“The Town employees, both junior and senior, were alarmed, but they were alarmed too easily”, the Ontario Court of Appeal has stated, in deciding that a protester outside of a town council meeting did not engage in “violence”. The decision shows that employees’ subjective fear of bullying or violence are not always legally justified.
The man was protesting the town council’s intention to permit a medical marijuana facility to be built across the street from his home. Several town staff members “expressed fear for their safety”. The town’s interim Chief Administrative Officer, whose duties included the obligation under the Ontario Occupational Health and Safety Act to maintain a workplace free from harassment or violence, issued a trespass notice and the police arrested the protester and placed him in handcuffs when he refused to leave. The trespass notice stated that the protester was not to enter three town properties for a year. The protester brought a court application challenging the validity of the trespass notice. He lost at the lower court, but won at the Court of Appeal.
The appeal court decided that the protester had not engaged in violence. Although town employees were frightened and felt that the protester was “bullying them”, the evidence did not disclose any reasonable basis for their fear. The court stated, “A protest does not cease to be peaceful simply because protesters are loud and angry”. Here, there was no evidence that the protester physically obstructed anyone, or otherwise impaired anyone’s ability to use public space. He paced back and forth with a megaphone. Those were not “erratic” actions. The court stated, “Violence is not the mere absence of civility.”

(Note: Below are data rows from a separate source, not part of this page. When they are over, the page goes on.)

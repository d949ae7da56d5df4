//! Scraper that fetches every page through rotating proxies.
//!
//! Defaults target the Yellow Pages search result layout; any selector can be
//! overridden by the source configuration.

use std::sync::Arc;

use async_trait::async_trait;
use scraper::ElementRef;
use tokio::sync::Mutex;
use tracing::{debug, info, warn};

use super::config::{PauseRange, ScraperSettings};
use super::extract::{page_url, ListingParser};
use super::proxy_pool::{ProxyPool, RotatingFetcher};
use super::stream::{LeadSink, LeadStream, DEFAULT_STREAM_CAPACITY};
use super::{LeadScraper, ScrapeError};
use crate::models::{RawLead, SourceConfig};

pub const DEFAULT_CONTAINER: &str = ".result, .search-results .result";

pub const DEFAULT_FIELDS: &[(&str, &str)] = &[
    ("business_name", ".business-name, h2.business-name, h2 a"),
    ("phone", ".phones, .phone"),
    ("city", ".locality"),
    ("state", ".region"),
];

pub struct ProxyRotatingScraper {
    name: String,
    base_url: String,
    fetcher: Arc<Mutex<RotatingFetcher>>,
    parser: ListingParser,
    max_pages: u32,
    element_pause: PauseRange,
    page_pause: PauseRange,
}

impl ProxyRotatingScraper {
    pub const SOURCE_TYPE: &'static str = "proxy_rotating";

    pub fn new(source: &SourceConfig, settings: &ScraperSettings) -> Result<Self, ScrapeError> {
        let parser = ListingParser::new(&source.selectors, DEFAULT_CONTAINER, DEFAULT_FIELDS)?
            .with_default_category(&source.name);
        let fetcher = RotatingFetcher::new(ProxyPool::new(settings), settings);

        Ok(Self {
            name: source.name.clone(),
            base_url: source.base_url.clone(),
            fetcher: Arc::new(Mutex::new(fetcher)),
            parser,
            max_pages: settings.max_pages.max(1),
            element_pause: settings.element_pause,
            page_pause: settings.page_pause,
        })
    }
}

#[async_trait]
impl LeadScraper for ProxyRotatingScraper {
    fn source_type(&self) -> &'static str {
        Self::SOURCE_TYPE
    }

    async fn produce_leads(&mut self) -> Result<LeadStream, ScrapeError> {
        let crawl = ProxiedCrawl {
            name: self.name.clone(),
            base_url: self.base_url.clone(),
            fetcher: self.fetcher.clone(),
            parser: self.parser.clone(),
            max_pages: self.max_pages,
            element_pause: self.element_pause,
            page_pause: self.page_pause,
        };
        Ok(LeadStream::spawn(DEFAULT_STREAM_CAPACITY, move |sink| {
            crawl.run(sink)
        }))
    }

    fn parse_element(&self, element: &ElementRef<'_>) -> Option<RawLead> {
        self.parser.parse_element(element)
    }

    async fn cleanup(&mut self) {
        let fetcher = self.fetcher.lock().await;
        debug!(
            "{}: proxy pool finished with {} working, {} failed",
            self.name,
            fetcher.pool().working_count(),
            fetcher.pool().failed_count()
        );
    }
}

struct ProxiedCrawl {
    name: String,
    base_url: String,
    fetcher: Arc<Mutex<RotatingFetcher>>,
    parser: ListingParser,
    max_pages: u32,
    element_pause: PauseRange,
    page_pause: PauseRange,
}

impl ProxiedCrawl {
    async fn run(self, sink: LeadSink) -> Result<(), ScrapeError> {
        let mut total = 0usize;

        for page in 1..=self.max_pages {
            let url = page_url(&self.base_url, page);
            let html = self.fetcher.lock().await.fetch(&url).await;
            let Some(html) = html else {
                warn!("{}: no response for page {}, stopping", self.name, page);
                break;
            };

            let parsed = self.parser.parse_page(&html);
            if parsed.elements == 0 {
                debug!("{}: page {} has no results", self.name, page);
                break;
            }

            for lead in parsed.leads {
                if !sink.send(lead).await {
                    return Ok(());
                }
                total += 1;
                self.element_pause.sleep().await;
            }

            if page < self.max_pages {
                self.page_pause.sleep().await;
            }
        }

        info!("{}: produced {} leads through proxies", self.name, total);
        Ok(())
    }
}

The court noted the insufficient basis for the town employees’ fear of violence:
“The basis for [the town employees’] fear appears to be (1) one prior interaction in which Mr. Bracken was loud and “intimidating”, but in which he was never violent or threatening; (2) Mr. Bracken’s videotaping of a Council meeting; (3) Mr. Bracken’s videos posted to Youtube, in which he is said to chase people down and question them; (4) his actions on the day of his protest. If anyone felt intimidated by him, other than Town employees who had never before witnessed a protest and doubted that protests in front of Town Hall were lawful, it was not because he was threatening anyone.”
The court held that the town’s Workplace Violence Prevention Policy did not give the town authority to issue the trespass notice to the protester. The court stated, “Although the OHSA imposes a duty on the Town to take reasonable precautions to protect workers, it does not confer any powers on the Town regarding the activities of someone who is not a co-worker . . .” Further, the town staff could have talked to the protester and cautioned him about his activities, but they did not do so. The trespass notice violated the protester’s right, under the Canadian Charter of Rights and Freedoms, to freedom of expression.
According to the appeal court, “The statutory obligation to promote workplace safety, and the ‘safe space’ policies enacted pursuant to them, cannot be used to swallow whole Charter rights.”
In the end, the appeal court set aside the trespass notice and awarded the protester $4,000.00 for his costs of the appeal, and additional costs for the lower court proceeding.